Walter, I have thought very hard about what you said, and I have come
to the conclusion that Andrei is absolutely correct. However, there
might be some things you can do to mitigate things a little, to make
things slightly easier for the programmer.

Once I realised that my ampersand idea wouldn't work, because it would
set up a contradiction between the requirements of generic
programming, and the requirement of being able to wrap anything in a
struct, my next thought was a new keyword: "tailconst". (Actually, two
new keywords, because you'd also need "tailinvariant"). With this
keyword,

    class C {}
    tailconst(C) c;

would mean "c is a mutable ref to const data". Of course that does
then beg the question, what does tailconst(T) mean for T in general,
if T is not a class. The answer is:

(1) from the perspective of a human being writing code, consider it
undefined. Just don't use it. Except with classes, there is never a
need to use it all, as everything you want can be expressed more
clearly with const, and

(2) from the perpective of the compiler, one can come up with some
rules to make it all work properly under the hood. I did actually come
up with most of what those rules would need to be (...and I can
certainly tell you if you want...), but then it occurred to me that
that must be exactly what Andrei did when he proposed his template
idea.

In other words, I suspect that my "tailconst(C)" idea is identical in
practice to Andrei's "TailConst!(T)" idea, the only difference being
that I made up new keywords and Andrei didn't. I still think that the
tailconst keyword idea is /slightly/ preferable to the TailConst!
template idea, if only because of the implementation of the
specialization for classes. "tailconst" could give us compiler support
for the notion of "mutable ref to const data", whereas TailConst!
might involve a lot of fiddling about.

The third possibility is of course, doing without it altogether.

That's easy to do in principle: If you want a mutable reference, use a pointer!

    class C {}
    const(C)* c;

...or arrays

    class C {}
    const(C)*[] a;

There are two problems with this, however.
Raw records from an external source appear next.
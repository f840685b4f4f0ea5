//! Iterator types yielded by the retention facets

use std::ops::Range;

/// Ascending ranks retained after some number of depositions
#[derive(Debug, Clone)]
pub struct RetainedRanks {
    inner: RetainedRanksInner,
}

#[derive(Debug, Clone)]
enum RetainedRanksInner {
    Contiguous(Range<u64>),
    Listed(std::vec::IntoIter<u64>),
}

impl RetainedRanks {
    pub(crate) fn contiguous(ranks: Range<u64>) -> Self {
        Self {
            inner: RetainedRanksInner::Contiguous(ranks),
        }
    }

    pub(crate) fn listed(ranks: Vec<u64>) -> Self {
        Self {
            inner: RetainedRanksInner::Listed(ranks.into_iter()),
        }
    }
}

impl Iterator for RetainedRanks {
    type Item = u64;

    fn next(&mut self) -> Option<u64> {
        match &mut self.inner {
            RetainedRanksInner::Contiguous(range) => range.next(),
            RetainedRanksInner::Listed(ranks) => ranks.next(),
        }
    }

    fn size_hint(&self) -> (usize, Option<usize>) {
        match &self.inner {
            RetainedRanksInner::Contiguous(range) => range.size_hint(),
            RetainedRanksInner::Listed(ranks) => ranks.size_hint(),
        }
    }
}

impl DoubleEndedIterator for RetainedRanks {
    fn next_back(&mut self) -> Option<u64> {
        match &mut self.inner {
            RetainedRanksInner::Contiguous(range) => range.next_back(),
            RetainedRanksInner::Listed(ranks) => ranks.next_back(),
        }
    }
}

/// Ascending ranks to discard on a single deposition
#[derive(Debug, Clone)]
pub struct DropRanks {
    ranks: std::vec::IntoIter<u64>,
}

impl DropRanks {
    pub(crate) fn new(ranks: Vec<u64>) -> Self {
        Self {
            ranks: ranks.into_iter(),
        }
    }

    pub(crate) fn none() -> Self {
        Self::new(Vec::new())
    }
}

impl Iterator for DropRanks {
    type Item = u64;

    fn next(&mut self) -> Option<u64> {
        self.ranks.next()
    }

    fn size_hint(&self) -> (usize, Option<usize>) {
        self.ranks.size_hint()
    }
}

impl ExactSizeIterator for DropRanks {}
//! Stratum retention — which historical strata a column keeps as it grows
//!
//! Each algorithm lives in its own module as a handful of free functions;
//! `StratumRetentionPolicy` ties them together as a single value type and
//! dispatches every facet by `match`.

mod depth_proportional_resolution;
mod depth_proportional_resolution_tapered;
mod fixed_resolution;
mod geom_seq_nth_root;
mod geom_seq_nth_root_tapered;
mod nominal_resolution;
mod perfect_resolution;
mod ranks;
mod recency_proportional_resolution;
mod recency_proportional_resolution_curbed;
mod retention_policy;
mod stochastic;
mod stride;
mod taper;

pub use ranks::{DropRanks, RetainedRanks};
pub use retention_policy::{PolicyError, StratumRetentionPolicy};

pub(crate) use stride::bit_length;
Neither of the following
two lines will compile:

    a[3] = new C;
    auto x = a[3],member;

The first one won't compile, because the compiler won't implicitly
convert a reference-to-class-data into a
pointer-to-reference-to-class-data (and with good reason!). The second
one won't compile because the type of a[3] is
pointer-to-reference-to-class-data, not reference-to-class-data, and
the dot operator will only dereference once.

The only way I can think of getting around this is to allow two new
rules (one of which I've actually asked for before). The first is:

(1) Make it possible to implicitly convert a reference-to-class-data
into a pointer-to-reference-to-class-data. The implementation of this
trick must first copy the reference onto the heap, so that the pointer
points into the heap, not into the stack.

(2) (and this is the one I've asked for before) allow dereferencing to
be recursive, so that p.member will work even if p is a
pointer-to-pointer-to-pointer-to-pointer-to-data.

I think those two rules will let us work with const(C)*[], and hence
do away with the need for tailconst altogether.